=== Exercise description ===
Scan the listing below for lines with the word "PathBuf". Report how many there are, as a number alone.

=== Source material ===
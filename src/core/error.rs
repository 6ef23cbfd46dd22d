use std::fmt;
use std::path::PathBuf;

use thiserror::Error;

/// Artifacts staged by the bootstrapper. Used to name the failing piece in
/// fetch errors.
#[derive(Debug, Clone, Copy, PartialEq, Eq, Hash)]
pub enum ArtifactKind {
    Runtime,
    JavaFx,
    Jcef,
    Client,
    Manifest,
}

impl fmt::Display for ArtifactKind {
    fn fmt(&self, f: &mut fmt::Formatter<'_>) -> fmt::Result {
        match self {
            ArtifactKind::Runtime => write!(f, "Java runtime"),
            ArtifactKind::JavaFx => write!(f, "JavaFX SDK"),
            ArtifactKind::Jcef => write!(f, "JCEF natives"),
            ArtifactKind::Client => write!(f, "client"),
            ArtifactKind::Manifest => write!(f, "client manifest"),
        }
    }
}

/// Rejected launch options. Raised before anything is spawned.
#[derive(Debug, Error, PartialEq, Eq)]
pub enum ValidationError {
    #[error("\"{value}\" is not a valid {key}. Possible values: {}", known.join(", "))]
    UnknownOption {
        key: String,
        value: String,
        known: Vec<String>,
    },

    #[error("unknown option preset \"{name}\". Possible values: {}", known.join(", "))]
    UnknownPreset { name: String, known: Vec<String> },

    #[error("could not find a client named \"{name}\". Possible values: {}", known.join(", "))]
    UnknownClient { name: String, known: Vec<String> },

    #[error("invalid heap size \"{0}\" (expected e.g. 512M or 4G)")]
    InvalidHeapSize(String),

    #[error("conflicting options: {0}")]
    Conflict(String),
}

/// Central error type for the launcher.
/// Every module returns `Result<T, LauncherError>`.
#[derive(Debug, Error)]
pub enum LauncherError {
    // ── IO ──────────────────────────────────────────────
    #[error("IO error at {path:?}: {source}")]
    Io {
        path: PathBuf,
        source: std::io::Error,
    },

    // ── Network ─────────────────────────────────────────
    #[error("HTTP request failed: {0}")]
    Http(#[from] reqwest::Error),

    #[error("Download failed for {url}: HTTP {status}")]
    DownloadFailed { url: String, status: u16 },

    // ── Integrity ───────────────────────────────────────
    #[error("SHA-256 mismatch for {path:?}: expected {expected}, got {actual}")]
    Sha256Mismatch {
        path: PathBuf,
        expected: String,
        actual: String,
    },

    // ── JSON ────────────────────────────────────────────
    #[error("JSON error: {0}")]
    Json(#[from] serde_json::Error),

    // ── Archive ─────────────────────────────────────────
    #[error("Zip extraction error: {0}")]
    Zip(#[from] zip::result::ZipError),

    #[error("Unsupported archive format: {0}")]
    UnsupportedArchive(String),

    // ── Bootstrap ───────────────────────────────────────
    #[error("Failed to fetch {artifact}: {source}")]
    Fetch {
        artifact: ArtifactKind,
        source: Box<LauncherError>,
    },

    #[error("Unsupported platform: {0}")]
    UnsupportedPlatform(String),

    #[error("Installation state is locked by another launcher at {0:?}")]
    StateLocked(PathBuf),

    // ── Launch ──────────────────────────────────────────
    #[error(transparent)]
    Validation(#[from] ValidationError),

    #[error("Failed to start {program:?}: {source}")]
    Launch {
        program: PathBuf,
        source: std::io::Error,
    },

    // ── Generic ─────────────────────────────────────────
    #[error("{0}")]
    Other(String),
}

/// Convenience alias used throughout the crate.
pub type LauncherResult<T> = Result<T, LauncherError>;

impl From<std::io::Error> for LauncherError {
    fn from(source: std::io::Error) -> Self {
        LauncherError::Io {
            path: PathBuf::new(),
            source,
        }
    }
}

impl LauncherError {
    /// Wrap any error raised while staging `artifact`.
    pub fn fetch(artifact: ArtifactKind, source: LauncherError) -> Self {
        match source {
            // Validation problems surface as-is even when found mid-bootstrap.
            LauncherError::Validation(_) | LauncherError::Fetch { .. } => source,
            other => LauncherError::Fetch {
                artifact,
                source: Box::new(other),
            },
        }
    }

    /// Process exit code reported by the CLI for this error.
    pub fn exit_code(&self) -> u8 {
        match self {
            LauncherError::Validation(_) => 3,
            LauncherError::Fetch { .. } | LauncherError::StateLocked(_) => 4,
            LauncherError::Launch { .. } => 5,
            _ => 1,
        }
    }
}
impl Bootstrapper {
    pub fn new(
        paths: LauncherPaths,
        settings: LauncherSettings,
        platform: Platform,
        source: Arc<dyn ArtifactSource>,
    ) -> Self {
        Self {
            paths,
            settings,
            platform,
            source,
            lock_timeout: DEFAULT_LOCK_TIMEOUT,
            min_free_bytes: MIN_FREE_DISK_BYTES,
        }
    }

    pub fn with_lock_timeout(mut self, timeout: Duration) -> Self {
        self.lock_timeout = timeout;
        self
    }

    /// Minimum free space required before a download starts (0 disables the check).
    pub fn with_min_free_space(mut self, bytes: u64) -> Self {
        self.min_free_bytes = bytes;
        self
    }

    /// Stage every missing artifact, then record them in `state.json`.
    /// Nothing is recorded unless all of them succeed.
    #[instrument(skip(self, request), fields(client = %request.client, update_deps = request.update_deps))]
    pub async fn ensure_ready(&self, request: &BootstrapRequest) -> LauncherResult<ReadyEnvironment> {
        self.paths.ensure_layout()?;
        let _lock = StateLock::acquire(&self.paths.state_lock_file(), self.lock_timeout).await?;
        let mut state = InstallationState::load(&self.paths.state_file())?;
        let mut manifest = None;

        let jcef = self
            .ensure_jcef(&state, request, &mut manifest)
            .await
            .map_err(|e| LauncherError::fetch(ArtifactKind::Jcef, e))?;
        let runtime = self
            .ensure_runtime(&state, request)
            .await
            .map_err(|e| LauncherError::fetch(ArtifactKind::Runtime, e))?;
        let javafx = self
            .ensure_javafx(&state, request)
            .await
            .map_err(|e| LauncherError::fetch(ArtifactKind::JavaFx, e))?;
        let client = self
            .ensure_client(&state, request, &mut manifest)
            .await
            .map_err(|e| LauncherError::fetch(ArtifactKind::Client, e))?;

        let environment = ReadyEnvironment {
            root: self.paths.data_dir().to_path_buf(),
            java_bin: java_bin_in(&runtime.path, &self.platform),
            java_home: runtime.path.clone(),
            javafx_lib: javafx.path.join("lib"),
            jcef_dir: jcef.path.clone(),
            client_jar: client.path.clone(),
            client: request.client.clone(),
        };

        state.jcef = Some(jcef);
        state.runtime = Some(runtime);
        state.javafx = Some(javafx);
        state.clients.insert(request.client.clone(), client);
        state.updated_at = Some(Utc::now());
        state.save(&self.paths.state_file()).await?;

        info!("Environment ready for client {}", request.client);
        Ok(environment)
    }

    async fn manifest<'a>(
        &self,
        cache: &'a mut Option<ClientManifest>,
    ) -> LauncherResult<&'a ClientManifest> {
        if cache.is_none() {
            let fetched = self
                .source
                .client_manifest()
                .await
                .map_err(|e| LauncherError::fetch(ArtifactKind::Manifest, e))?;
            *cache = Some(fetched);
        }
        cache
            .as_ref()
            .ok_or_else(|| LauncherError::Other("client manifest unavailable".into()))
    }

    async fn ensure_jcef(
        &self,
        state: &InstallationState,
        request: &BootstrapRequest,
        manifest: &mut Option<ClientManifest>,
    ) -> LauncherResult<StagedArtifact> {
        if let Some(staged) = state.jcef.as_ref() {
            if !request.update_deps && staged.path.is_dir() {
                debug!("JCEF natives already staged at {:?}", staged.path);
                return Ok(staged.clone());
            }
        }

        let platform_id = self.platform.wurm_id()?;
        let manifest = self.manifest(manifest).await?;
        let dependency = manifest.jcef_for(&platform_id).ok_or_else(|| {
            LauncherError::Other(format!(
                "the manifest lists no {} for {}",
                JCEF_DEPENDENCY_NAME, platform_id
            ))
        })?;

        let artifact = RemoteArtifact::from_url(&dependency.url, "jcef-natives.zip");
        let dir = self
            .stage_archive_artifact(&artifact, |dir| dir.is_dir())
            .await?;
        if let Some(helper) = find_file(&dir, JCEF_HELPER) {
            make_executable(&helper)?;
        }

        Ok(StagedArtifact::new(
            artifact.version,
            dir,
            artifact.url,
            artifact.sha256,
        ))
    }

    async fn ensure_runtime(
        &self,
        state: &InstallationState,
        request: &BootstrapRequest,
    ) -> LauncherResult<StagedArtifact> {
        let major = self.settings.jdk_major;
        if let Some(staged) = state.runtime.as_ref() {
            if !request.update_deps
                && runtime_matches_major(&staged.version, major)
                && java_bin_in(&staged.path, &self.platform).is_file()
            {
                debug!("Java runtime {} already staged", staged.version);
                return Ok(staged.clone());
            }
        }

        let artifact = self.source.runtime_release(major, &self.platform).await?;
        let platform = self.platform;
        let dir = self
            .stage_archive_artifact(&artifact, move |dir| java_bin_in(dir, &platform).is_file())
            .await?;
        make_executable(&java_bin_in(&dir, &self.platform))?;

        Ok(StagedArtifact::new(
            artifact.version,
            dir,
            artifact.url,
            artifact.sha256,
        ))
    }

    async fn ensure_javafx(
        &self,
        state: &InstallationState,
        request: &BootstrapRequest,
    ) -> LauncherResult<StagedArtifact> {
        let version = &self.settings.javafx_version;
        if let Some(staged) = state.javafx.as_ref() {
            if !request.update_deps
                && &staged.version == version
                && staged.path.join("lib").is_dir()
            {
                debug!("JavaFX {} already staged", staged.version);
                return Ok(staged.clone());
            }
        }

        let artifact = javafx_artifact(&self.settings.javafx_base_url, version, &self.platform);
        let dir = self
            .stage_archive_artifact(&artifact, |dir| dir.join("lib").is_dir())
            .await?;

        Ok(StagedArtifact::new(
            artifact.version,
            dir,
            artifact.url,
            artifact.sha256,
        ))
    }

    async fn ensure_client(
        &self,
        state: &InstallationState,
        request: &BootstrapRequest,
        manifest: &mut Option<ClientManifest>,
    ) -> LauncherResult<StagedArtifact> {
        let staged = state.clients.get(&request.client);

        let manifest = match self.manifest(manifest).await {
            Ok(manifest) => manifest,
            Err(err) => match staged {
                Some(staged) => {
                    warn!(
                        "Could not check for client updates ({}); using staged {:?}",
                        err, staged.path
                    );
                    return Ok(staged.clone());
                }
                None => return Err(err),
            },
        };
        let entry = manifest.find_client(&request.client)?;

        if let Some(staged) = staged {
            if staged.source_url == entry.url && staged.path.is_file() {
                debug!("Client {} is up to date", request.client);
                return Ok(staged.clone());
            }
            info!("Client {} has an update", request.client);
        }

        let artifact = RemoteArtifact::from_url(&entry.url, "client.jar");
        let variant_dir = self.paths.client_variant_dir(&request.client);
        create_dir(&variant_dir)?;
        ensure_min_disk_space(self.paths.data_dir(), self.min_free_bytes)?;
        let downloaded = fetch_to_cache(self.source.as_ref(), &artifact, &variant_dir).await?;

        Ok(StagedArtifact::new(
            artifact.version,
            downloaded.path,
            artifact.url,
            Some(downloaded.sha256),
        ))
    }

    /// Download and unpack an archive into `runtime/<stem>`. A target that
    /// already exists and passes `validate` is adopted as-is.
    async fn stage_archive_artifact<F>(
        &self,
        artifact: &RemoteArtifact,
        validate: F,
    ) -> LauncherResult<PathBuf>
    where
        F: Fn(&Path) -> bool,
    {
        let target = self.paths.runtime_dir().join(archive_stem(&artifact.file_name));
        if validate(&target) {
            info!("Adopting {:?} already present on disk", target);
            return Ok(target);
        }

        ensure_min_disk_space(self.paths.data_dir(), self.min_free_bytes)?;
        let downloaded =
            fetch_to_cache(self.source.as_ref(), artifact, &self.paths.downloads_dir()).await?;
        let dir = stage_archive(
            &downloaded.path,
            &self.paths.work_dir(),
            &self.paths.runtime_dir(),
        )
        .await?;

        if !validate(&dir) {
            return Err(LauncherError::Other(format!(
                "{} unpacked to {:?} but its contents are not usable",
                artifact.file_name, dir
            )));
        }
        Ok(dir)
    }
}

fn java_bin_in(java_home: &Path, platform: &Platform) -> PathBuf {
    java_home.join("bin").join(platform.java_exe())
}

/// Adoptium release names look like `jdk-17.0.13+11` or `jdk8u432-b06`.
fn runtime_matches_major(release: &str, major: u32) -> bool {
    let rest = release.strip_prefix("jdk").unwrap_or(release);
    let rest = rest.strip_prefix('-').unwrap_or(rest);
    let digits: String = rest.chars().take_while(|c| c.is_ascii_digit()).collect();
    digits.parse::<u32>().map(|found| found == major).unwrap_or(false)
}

=== Result for this exercise ===
8